WHAT IS EXPECTED: The required result is each line of the entries below containing the string "Debug".

SUPPLIED DATA below:

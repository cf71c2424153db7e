use std::path::Path;

use anyhow::{Context, bail};
use serde_json::{Map, Value};

/// Read a JSON object from a file (`-` reads stdin).
pub fn read_object(path: &Path) -> anyhow::Result<Map<String, Value>> {
    let text = if path == Path::new("-") {
        std::io::read_to_string(std::io::stdin()).context("failed to read JSON from stdin")?
    } else {
        std::fs::read_to_string(path)
            .with_context(|| format!("failed to read {}", path.display()))?
    };
    parse_object(&text).with_context(|| format!("invalid JSON in {}", path.display()))
}

fn parse_object(text: &str) -> anyhow::Result<Map<String, Value>> {
    match serde_json::from_str::<Value>(text)? {
        Value::Object(map) => Ok(map),
        other => bail!("expected a JSON object, found {}", kind(&other)),
    }
}

const fn kind(value: &Value) -> &'static str {
    match value {
        Value::Null => "null",
        Value::Bool(_) => "a boolean",
        Value::Number(_) => "a number",
        Value::String(_) => "a string",
        Value::Array(_) => "an array",
        Value::Object(_) => "an object",
    }
}
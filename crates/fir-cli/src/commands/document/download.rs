use std::path::{Path, PathBuf};

use anyhow::Context;
use serde_json::json;

use crate::cli::GlobalFlags;
use crate::context::AppContext;
use crate::output::output;
use crate::progress::Progress;

pub async fn run(
    id: &str,
    target: Option<&Path>,
    ctx: &AppContext,
    flags: &GlobalFlags,
) -> anyhow::Result<()> {
    let target = target.map_or_else(|| default_target(id), Path::to_path_buf);

    let spinner = Progress::spinner(&format!("Downloading {id}"));
    let bytes = match ctx.client.download_document_to(id, &target).await {
        Ok(bytes) => bytes,
        Err(error) => {
            spinner.finish_err("Download failed");
            return Err(error).with_context(|| format!("failed to download document '{id}'"));
        }
    };
    spinner.finish_clear();

    output(
        &json!({ "id": id, "path": target.display().to_string(), "bytes": bytes }),
        flags.format,
    )
}

fn default_target(id: &str) -> PathBuf {
    let safe: String = id
        .chars()
        .map(|ch| if ch.is_ascii_alphanumeric() || matches!(ch, '-' | '_') { ch } else { '_' })
        .collect();
    PathBuf::from(format!("{safe}.pdf"))
}
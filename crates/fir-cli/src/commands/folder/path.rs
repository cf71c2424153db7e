use crate::cli::GlobalFlags;
use crate::commands::shared::path::PathResponse;
use crate::context::AppContext;
use crate::output::output;

pub async fn run(id: Option<&str>, ctx: &AppContext, flags: &GlobalFlags) -> anyhow::Result<()> {
    let crumbs = ctx.client.folder_path(id).await?;
    output(&PathResponse::from(crumbs), flags.format)
}
mod new;
mod send;

use fir_core::entities::Conversation;
use serde::Serialize;

use crate::cli::GlobalFlags;
use crate::cli::subcommands::ChatCommands;
use crate::context::AppContext;
use crate::output::output;

#[derive(Debug, Serialize)]
struct ConversationListResponse {
    conversations: Vec<Conversation>,
}

/// Handle `fir chat`.
pub async fn handle(action: &ChatCommands, ctx: &AppContext, flags: &GlobalFlags) -> anyhow::Result<()> {
    match action {
        ChatCommands::New { folder, document } => {
            new::run(folder.clone(), document.clone(), ctx, flags).await
        }
        ChatCommands::List => {
            let mut conversations = ctx.client.list_conversations(user_id(ctx)).await?;
            if let Some(limit) = flags.limit {
                conversations.truncate(usize::try_from(limit)?);
            }
            output(&ConversationListResponse { conversations }, flags.format)
        }
        ChatCommands::Get { id } => {
            let conversation = ctx.client.get_conversation(id).await?;
            output(&conversation, flags.format)
        }
        ChatCommands::Send {
            conversation,
            message,
            folder,
            document,
        } => {
            send::run(
                conversation,
                message,
                folder.clone(),
                document.clone(),
                ctx,
                flags,
            )
            .await
        }
    }
}

/// Configured `[general] user_id`, if any.
fn user_id(ctx: &AppContext) -> Option<&str> {
    Some(ctx.config.general.user_id.as_str()).filter(|id| !id.is_empty())
}
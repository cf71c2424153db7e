//! Chat resource: scoped conversations over the document corpus, plus the
//! chat analytics summary.

use fir_core::entities::{Conversation, MessageExchange};
use fir_core::requests::{NewConversation, NewMessage};
use serde_json::Value;

use crate::{ApiClient, Query, error::ApiError, segment};

fn conversation_path(id: &str, suffix: &str) -> String {
    format!("/chat/conversations/{}{suffix}", segment(id))
}

pub(crate) fn conversations_path(user_id: Option<&str>) -> String {
    Query::new()
        .opt("userId", user_id)
        .apply("/chat/conversations")
}

impl ApiClient {
    /// Start a conversation. A `None` scope searches the whole corpus.
    ///
    /// # Errors
    ///
    /// Returns [`ApiError`] if the server rejects the request.
    pub async fn create_conversation(
        &self,
        request: &NewConversation,
    ) -> Result<Conversation, ApiError> {
        self.post("/chat/conversations", request).await
    }

    /// Fetch a conversation with its message history.
    ///
    /// # Errors
    ///
    /// Returns [`ApiError::Api`] with status 404 for unknown conversations.
    pub async fn get_conversation(&self, id: &str) -> Result<Conversation, ApiError> {
        self.get(&conversation_path(id, "")).await
    }

    /// # Errors
    ///
    /// Returns [`ApiError`] if the request fails.
    pub async fn list_conversations(
        &self,
        user_id: Option<&str>,
    ) -> Result<Vec<Conversation>, ApiError> {
        self.get(&conversations_path(user_id)).await
    }

    /// Post a user message and receive the assistant's reply.
    ///
    /// # Errors
    ///
    /// Returns [`ApiError`] if the request fails.
    pub async fn send_message(
        &self,
        conversation_id: &str,
        message: &NewMessage,
    ) -> Result<MessageExchange, ApiError> {
        self.post(&conversation_path(conversation_id, "/messages"), message)
            .await
    }

    /// # Errors
    ///
    /// Returns [`ApiError`] if the request fails.
    pub async fn chat_analytics(&self) -> Result<Value, ApiError> {
        self.get("/chat/analytics").await
    }

    /// Ask the server to recompute chat analytics.
    ///
    /// # Errors
    ///
    /// Returns [`ApiError`] if the request fails.
    pub async fn refresh_chat_analytics(&self) -> Result<Value, ApiError> {
        self.post("/chat/analytics/refresh", &serde_json::json!({}))
            .await
    }
}
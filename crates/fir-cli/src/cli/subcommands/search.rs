use clap::Subcommand;

/// Search commands.
#[derive(Clone, Debug, Subcommand)]
pub enum SearchCommands {
    /// Structured full-text search.
    Query {
        /// Free-text query.
        q: Option<String>,
        #[arg(long)]
        folder: Option<String>,
        #[arg(long)]
        status: Option<String>,
        /// Earliest FIR date (YYYY-MM-DD).
        #[arg(long)]
        from: Option<String>,
        /// Latest FIR date (YYYY-MM-DD).
        #[arg(long)]
        to: Option<String>,
        #[arg(long)]
        fir_number: Option<String>,
        #[arg(long)]
        police_station: Option<String>,
        #[arg(long)]
        district: Option<String>,
        /// Comma-separated act names.
        #[arg(long)]
        acts: Option<String>,
        /// Comma-separated section numbers.
        #[arg(long)]
        sections: Option<String>,
        #[arg(long)]
        offset: Option<u32>,
    },
    /// Semantic search over document chunks.
    Vector {
        query: String,
        #[arg(long)]
        folder: Vec<String>,
        #[arg(long)]
        document: Vec<String>,
        #[arg(long)]
        threshold: Option<f64>,
    },
    /// Indexed chunks of one document.
    Chunks {
        document: String,
        #[arg(long)]
        offset: Option<u32>,
    },
    /// OCR pages of one document.
    Pages {
        document: String,
        #[arg(long)]
        page: Option<u32>,
    },
}
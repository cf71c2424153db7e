use std::time::Duration;

use indicatif::{ProgressBar, ProgressStyle};

use crate::ui;

/// Spinner on stderr, or a no-op when progress output is disabled.
pub struct Progress {
    bar: Option<ProgressBar>,
}

impl Progress {
    #[must_use]
    pub fn spinner(message: &str) -> Self {
        if !ui::prefs().progress {
            return Self { bar: None };
        }

        let bar = ProgressBar::new_spinner();
        bar.enable_steady_tick(Duration::from_millis(100));
        bar.set_style(
            ProgressStyle::with_template("{spinner:.cyan} {msg} [{elapsed}]")
                .unwrap_or_else(|_| ProgressStyle::default_spinner()),
        );
        bar.set_message(message.to_string());
        Self { bar: Some(bar) }
    }

    pub fn set_message(&self, message: &str) {
        if let Some(bar) = &self.bar {
            bar.set_message(message.to_string());
        }
    }

    pub fn finish_ok(&self, message: &str) {
        if let Some(bar) = &self.bar {
            bar.finish_with_message(message.to_string());
        }
    }

    pub fn finish_clear(&self) {
        if let Some(bar) = &self.bar {
            bar.finish_and_clear();
        }
    }

    pub fn finish_err(&self, message: &str) {
        if let Some(bar) = &self.bar {
            bar.abandon_with_message(message.to_string());
        }
    }
}
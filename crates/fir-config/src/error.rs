use thiserror::Error;

#[derive(Debug, Error)]
pub enum ConfigError {
    #[error("Failed to read FIR configuration: {0}")]
    Figment(#[from] figment::Error),

    /// A section whose required key is empty, e.g. `api.base_url`.
    #[error("[{section}] is missing a required value")]
    NotConfigured { section: String },

    #[error("{field}: {reason}")]
    InvalidValue { field: String, reason: String },
}
use anyhow::bail;
use fir_core::entities::ChatScope;
use fir_core::requests::{MessageContext, NewMessage};

use crate::cli::{GlobalFlags, OutputFormat};
use crate::context::AppContext;
use crate::output::output;
use crate::progress::Progress;

pub async fn run(
    conversation: &str,
    message: &str,
    folders: Vec<String>,
    documents: Vec<String>,
    ctx: &AppContext,
    flags: &GlobalFlags,
) -> anyhow::Result<()> {
    let message = build_message(message, folders, documents)?;

    let spinner = Progress::spinner("Waiting for reply");
    let exchange = ctx.client.send_message(conversation, &message).await;
    spinner.finish_clear();
    let exchange = exchange?;

    if flags.format == OutputFormat::Table {
        println!("{}", exchange.ai_message.content);
        return Ok(());
    }
    output(&exchange, flags.format)
}

fn build_message(
    content: &str,
    folders: Vec<String>,
    documents: Vec<String>,
) -> anyhow::Result<NewMessage> {
    let content = content.trim();
    if content.is_empty() {
        bail!("message must not be empty");
    }
    Ok(NewMessage {
        content: content.to_string(),
        context: MessageContext {
            scope: ChatScope::from_filters(folders, documents),
        },
    })
}
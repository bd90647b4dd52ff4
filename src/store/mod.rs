//! Persistence of before/after result pairs.
//!
//! # Architecture
//!
//! ```text
//! ┌─────────────────────────────────────────────────────────────┐
//! │                        ResultStore                          │
//! │   id allocation, concurrent uploads, commit-point record    │
//! └──────────────┬──────────────────────────────┬───────────────┘
//!                │                              │
//!                ▼                              ▼
//!      ┌──────────────────┐           ┌──────────────────┐
//!      │ BlobStore Trait  │           │ RecordStore Trait│
//!      │ (public images)  │           │ (TTL key-value)  │
//!      └────────┬─────────┘           └────────┬─────────┘
//!         ┌─────┴──────┐                 ┌─────┴──────┐
//!         ▼            ▼                 ▼            ▼
//!   S3BlobStore  MemoryBlobStore  RedisRecordStore MemoryRecordStore
//! ```
//!
//! Both images are uploaded before the record is written. The record write is
//! the commit point: a result is visible only once it references two assets
//! that exist.

mod blob;
mod record;
mod redis_records;
mod results;
mod s3;

pub use blob::{BlobStore, MemoryBlobStore};
pub use record::{MemoryRecordStore, RecordStore};
pub use redis_records::RedisRecordStore;
pub use results::{
    generate_id, is_valid_id, PhotoResult, ResultStore, DEFAULT_RESULT_TTL_SECS, ID_ALPHABET,
    ID_LENGTH,
};
pub use s3::{create_s3_client, default_public_base_url, S3BlobStore};
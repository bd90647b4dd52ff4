//! Caller identifier derivation for quota buckets.

use std::net::IpAddr;

use http::HeaderMap;

/// Shared bucket used when no client address can be determined.
pub const ANONYMOUS_IDENTIFIER: &str = "anonymous";

/// Derive the quota identifier for a request.
///
/// Order: first entry of `x-forwarded-for`, then `x-real-ip`, then the TCP
/// peer address, then [`ANONYMOUS_IDENTIFIER`]. All callers without any
/// address share one bucket.
pub fn client_identifier(headers: &HeaderMap, peer: Option<IpAddr>) -> String {
    let forwarded = headers
        .get("x-forwarded-for")
        .and_then(|v| v.to_str().ok())
        .and_then(|v| v.split(',').next())
        .map(str::trim)
        .filter(|v| !v.is_empty());

    if let Some(ip) = forwarded {
        return ip.to_string();
    }

    let real_ip = headers
        .get("x-real-ip")
        .and_then(|v| v.to_str().ok())
        .map(str::trim)
        .filter(|v| !v.is_empty());

    if let Some(ip) = real_ip {
        return ip.to_string();
    }

    match peer {
        Some(ip) => ip.to_string(),
        None => ANONYMOUS_IDENTIFIER.to_string(),
    }
}
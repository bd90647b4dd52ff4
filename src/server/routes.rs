//! Router configuration for the photo service.
//!
//! This module defines the HTTP routes and applies middleware for CORS,
//! request body limits and tracing.
//!
//! # Routes
//!
//! ```text
//! /health                 - Health check
//! /api/upload             - Multipart image upload (POST)
//! /api/generate           - Generation pipeline (POST)
//! /api/quota              - Remaining quota (GET)
//! /api/results/{id}       - Saved result JSON (GET)
//! /result/{id}            - Shareable result page (GET)
//! /blobs/{*key}           - In-memory blob store (GET, development only)
//! ```
//!
//! # Serving
//!
//! ```ignore
//! use festive_photo::server::{create_router, AppState, RouterConfig};
//!
//! let state = AppState::new(pipeline, "https://photos.example.com");
//! let router = create_router(
//!     state,
//!     RouterConfig::new().with_cors_origins(vec!["https://photos.example.com".to_string()]),
//! );
//!
//! // Peer addresses give clients without forwarding headers their own quota
//! let listener = tokio::net::TcpListener::bind("0.0.0.0:8080").await?;
//! axum::serve(
//!     listener,
//!     router.into_make_service_with_connect_info::<std::net::SocketAddr>(),
//! )
//! .await?;
//! ```

use std::time::Duration;

use axum::{
    extract::DefaultBodyLimit,
    routing::{get, post},
    Router,
};
use http::header::CONTENT_TYPE;
use http::{HeaderValue, Method};
use tower_http::{
    cors::{Any, CorsLayer},
    trace::TraceLayer,
};
use tracing::warn;

use super::handlers::{
    blob_handler, generate_handler, health_handler, quota_handler, result_handler, share_handler,
    upload_handler, AppState,
};
use crate::media::MAX_UPLOAD_BYTES;

/// Allowance on top of twice the upload ceiling for multipart framing and
/// base64 expansion of JSON bodies.
const BODY_OVERHEAD_BYTES: usize = 64 * 1024;

/// How long browsers may cache a preflight answer.
const CORS_MAX_AGE_SECS: u64 = 24 * 60 * 60;

// =============================================================================
// Router Settings
// =============================================================================

/// Middleware settings for [`create_router`].
#[derive(Debug, Clone)]
pub struct RouterConfig {
    /// Origins the browser front end may call from; `None` allows any
    pub cors_origins: Option<Vec<String>>,

    /// Emit a tracing span per request
    pub enable_tracing: bool,

    /// Largest request body accepted at the transport level
    pub body_limit: usize,
}

impl RouterConfig {
    /// Any origin, request tracing on, and a body limit sized for the
    /// default upload ceiling.
    ///
    /// Bodies up to twice the ceiling are read so oversized images get a
    /// descriptive rejection instead of a bare 413.
    pub fn new() -> Self {
        Self {
            cors_origins: None,
            enable_tracing: true,
            body_limit: body_limit_for(MAX_UPLOAD_BYTES),
        }
    }

    /// Restrict cross-origin calls to `origins`. An empty list blocks them all.
    pub fn with_cors_origins(mut self, origins: Vec<String>) -> Self {
        self.cors_origins = Some(origins);
        self
    }

    /// Lift any origin restriction.
    pub fn with_cors_any_origin(mut self) -> Self {
        self.cors_origins = None;
        self
    }

    /// Toggle per-request tracing spans.
    pub fn with_tracing(mut self, enabled: bool) -> Self {
        self.enable_tracing = enabled;
        self
    }

    /// Size the body limit for the given upload ceiling.
    pub fn with_max_upload_bytes(mut self, max_upload_bytes: usize) -> Self {
        self.body_limit = body_limit_for(max_upload_bytes);
        self
    }
}

impl Default for RouterConfig {
    fn default() -> Self {
        Self::new()
    }
}

fn body_limit_for(max_upload_bytes: usize) -> usize {
    max_upload_bytes
        .saturating_mul(2)
        .saturating_add(BODY_OVERHEAD_BYTES)
}

// =============================================================================
// Router
// =============================================================================

/// Assemble the application router around `state`.
///
/// The `/blobs` route only answers when `state` carries an in-memory blob
/// store.
pub fn create_router(state: AppState, config: RouterConfig) -> Router {
    let cors = cors_layer(&config);

    let api_routes = Router::new()
        .route("/upload", post(upload_handler))
        .route("/generate", post(generate_handler))
        .route("/quota", get(quota_handler))
        .route("/results/{id}", get(result_handler));

    let router = Router::new()
        .route("/health", get(health_handler))
        .nest("/api", api_routes)
        .route("/result/{id}", get(share_handler))
        .route("/blobs/{*key}", get(blob_handler))
        .with_state(state)
        .layer(DefaultBodyLimit::max(config.body_limit))
        .layer(cors);

    if config.enable_tracing {
        router.layer(TraceLayer::new_for_http())
    } else {
        router
    }
}

fn cors_layer(config: &RouterConfig) -> CorsLayer {
    let cors = CorsLayer::new()
        .allow_methods([Method::GET, Method::POST, Method::HEAD, Method::OPTIONS])
        .allow_headers([CONTENT_TYPE])
        .max_age(Duration::from_secs(CORS_MAX_AGE_SECS));

    let Some(origins) = &config.cors_origins else {
        return cors.allow_origin(Any);
    };

    // An empty list leaves allow_origin unset, which blocks every origin
    let allowed: Vec<HeaderValue> = origins
        .iter()
        .filter_map(|origin| match origin.parse() {
            Ok(value) => Some(value),
            Err(_) => {
                warn!(origin = %origin, "Ignoring unparsable CORS origin");
                None
            }
        })
        .collect();

    if allowed.is_empty() {
        cors
    } else {
        cors.allow_origin(allowed)
    }
}

// =============================================================================
// Tests
// =============================================================================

End of SUPPLIED DATA.

EXERCISE OUTPUT:
#[derive(Debug, Serialize)]
#[derive(Clone, Debug, Subcommand)]
#[derive(Debug, Error)]
#[derive(Debug, Clone)]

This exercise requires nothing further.